This is a transcript of a report in The Benfleet Gazette of 23rd May 1930 about the Pile Driving Ceremony for the Canvey Bridge. You can view a video with description here.
CANVEY’S HISTORIC DAY
History was in the making on Wednesday, May 21st, when at the Canvey side of the Benfleet Creek, the Lord-Lieut. of Essex, Brig. Gen. R.B. Colvin C.B. performed the Pile Driving Ceremony for the Bridge which is to connect Canvey Island with the mainland.
The approaches to the Creek were plentifully be-flagged, crowds lined the Causeway and Sea Walls, and Canvey generally was en fete for the occasion, when t he Lord Lieut. accompanied by Lady Gwendoline Colvin and Lady Augusta Fane, arrived, and were greeted with a cheer of welcome, as they were met at the approach to the platform by Mr. G.H. J. Chambers, Chairman of the reception committee. The approach was lined by members of the Girl Guides, Girls Life Brigade, Boy Scouts and Boys Life Brigade under their respective leaders. Among the distinguished persons on the platform to meet the Lord Lieut. were Alderman H. E. Brooks, Chairman of the Essex County Council, Major A.P. Wedd J. P. and Mr. J. Tabor, Junr. J.P. of the Local Government Committee of the E.C.C. Ven. P. Bayne, Venerable Archdeacon of Southend, Capt. J. A. Unett, D.S.O., Chief Constable of Essex; also, Mr. H.J. Deane, Consulting Engineer for the Bridge, and Mr. A. E. Farr, the Contractor.
Mr. Deane having explained the mechanism of the Pile Driving apparatus this was set in motion, and the Lord Lieut. pulled the lever which released the one Ton “Monkey” and with a reverberating crash the pile was driven almost a foot into the Creek bed, amid further applause. He then declared the pile well and truly placed and driven. The Archdeacon led prayers asking for God’s blessing on the work. Bouquets were presented to the ladies by little Barbara Hawkins and Ethel Fisk.
At luncheon, in the Sports Pavilion of the Canvey Athletic Association, proposing the toast of the Canvey Island Urban District Council, the Lord Lieut. referred in humorous vein to the past history of the Island and to the fact that some time in the 17th century, in spite of the precautions taken by the Dutch settler, the waters swept over the Island. He was sure that when the Council had this Bridge under consideration they were thinking of the safety of the inhabitants, and he was proud to have had the privilege of taking part in the Building of that Bridge. He wished them every success in the completion of the Bridge and the future of the Island.
Mr. Chambers, replying, thanked the Lord Lieut. for coming to perform the ceremony. He told him he was standing in what was undoubtedly the healthiest district in the whole Kingdom.
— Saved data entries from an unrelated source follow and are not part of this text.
pub mod transaction;

use crate::config::AppConfig;
use crate::errors::ServiceError;
use sea_orm::{ConnectOptions, Database, DatabaseConnection};
use sea_orm_migration::MigratorTrait;
use std::time::Duration;
use tracing::{debug, error, info};

pub use transaction::settle;

/// Type alias for a database connection pool
pub type DbPool = DatabaseConnection;

/// Configuration for database connection
#[derive(Debug, Clone)]
pub struct DbConfig {
    /// Database connection URL
    pub url: String,
    /// Maximum number of connections
    pub max_connections: u32,
    /// Minimum number of connections
    pub min_connections: u32,
    /// Connection timeout duration
    pub connect_timeout: Duration,
    /// Idle timeout duration
    pub idle_timeout: Duration,
    /// Acquire connection timeout
    pub acquire_timeout: Duration,
}

impl Default for DbConfig {
    fn default() -> Self {
        Self {
            url: String::new(),
            max_connections: 10,
            min_connections: 1,
            connect_timeout: Duration::from_secs(30),
            idle_timeout: Duration::from_secs(600),
            acquire_timeout: Duration::from_secs(8),
        }
    }
}

impl From<&AppConfig> for DbConfig {
    fn from(cfg: &AppConfig) -> Self {
        Self {
            url: cfg.database_url.clone(),
            max_connections: cfg.db_max_connections,
            min_connections: cfg.db_min_connections,
            connect_timeout: Duration::from_secs(cfg.db_connect_timeout_secs),
            idle_timeout: Duration::from_secs(cfg.db_idle_timeout_secs),
            acquire_timeout: Duration::from_secs(cfg.db_acquire_timeout_secs),
        }
    }
}

/// Establishes a connection pool using default pool sizing.
pub async fn establish_connection(database_url: &str) -> Result<DbPool, ServiceError> {
    let config = DbConfig {
        url: database_url.to_string(),
        ..Default::default()
    };

    establish_connection_with_config(&config).await
}

/// Establishes a connection pool to the database with custom configuration
///
/// # Errors
/// Returns a `ServiceError::DatabaseError` if the connection cannot be established
pub async fn establish_connection_with_config(config: &DbConfig) -> Result<DbPool, ServiceError> {
    debug!(max_connections = config.max_connections, "Configuring database connection");

    let mut opt = ConnectOptions::new(config.url.clone());
    opt.max_connections(config.max_connections)
        .min_connections(config.min_connections)
        .connect_timeout(config.connect_timeout)
        .acquire_timeout(config.acquire_timeout)
        .idle_timeout(config.idle_timeout)
        .sqlx_logging(false);

    let db_pool = Database::connect(opt).await.map_err(|e| {
        error!(error = %e, "Database connection establishment failed");
        ServiceError::DatabaseError(e)
    })?;

    info!("Database connection pool established successfully");
    Ok(db_pool)
}

/// Establish DB pool using AppConfig tuning
pub async fn establish_connection_from_app_config(cfg: &AppConfig) -> Result<DbPool, ServiceError> {
    let db_cfg: DbConfig = cfg.into();
    establish_connection_with_config(&db_cfg).await
}

/// Runs the embedded schema migrations.
pub async fn run_migrations(pool: &DbPool) -> Result<(), ServiceError> {
    info!("Running database migrations");
    let start = std::time::Instant::now();

    let result = crate::migrator::Migrator::up(pool, None)
        .await
        .map_err(ServiceError::DatabaseError);

    let elapsed = start.elapsed();
    match &result {
        Ok(_) => info!(elapsed_ms = elapsed.as_millis() as u64, "Database migrations completed"),
        Err(e) => error!(error = %e, "Database migrations failed"),
    }

    result
}

/// Checks if the database connection is active
pub async fn check_connection(pool: &DbPool) -> Result<(), ServiceError> {
    pool.ping().await.map_err(|e| {
        error!(error = %e, "Database connection check failed");
        ServiceError::DatabaseError(e)
    })
}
They had wonderful air, less rain and more, sunshine than any other district, and he did not think they boasted of this as much as they should. He regarded this as a happy day for he felt it was the beginning of all things for the Island. He thought they should feel very proud to have had one who was practically the King’s representative to drive the first pile and he thought that the Bridge should bear no other name than “Colvin Bridge” (applause).
Alderman Brooks, proposing the Toast of the “Lord Lieut.” recalled the historical fact that King Alfred, who was his own Lord Lieut. in those days, fought a brilliant engagement with the Danes somewhere along the Benfleet Creek, and he said, he could picture him standing there, possibly on the same spot where the Lord Lieut. had stood that afternoon, directing operations.
The Lord Lieut., replying, said he hoped he might be able to be present when the Bridge is opened.
Other Toasts were: “The Engineer,” proposed by Mr. H. J. A. Bensley, and “The Contractor,” proposed by Mr. F. J. Leach, Chair man Canvey U.D.C.
Mr. Deane, the Engineer, in his reply, gave some details of the construction of the Bridge: total length of works 1,600 feet of which the approach on Canvey with embankment on the saltings is 1,000 ft., width-between banks 270ft., of this, two fixed portions will amount to 210 ft. and the balance a 60 ft. navigation opening. Accommodation is for two lines of traffic, i.e., 20 ft, between kerbs and a 5 ft. footway. The foundations of the fixed approaches will be provided by timber piles the heads of which are cased in concrete and buried below the Bed of the Creek.
The Bridge is designed’ to carry the Ministry of Transports standard loading, that is, an engine of 20 tons can be driven across it. Mr. Farr, the Contractor, mentioned that he reckoned the number of Bridges he had built and it averaged two per annum for every year of his life. He had made up his mind that this should, be the best Bridge he had ever built.
Mr. Crane, on behalf of the, Canvey U.D.C., then presented the Lord Lieut. with a replica in silver of the pile driving apparatus.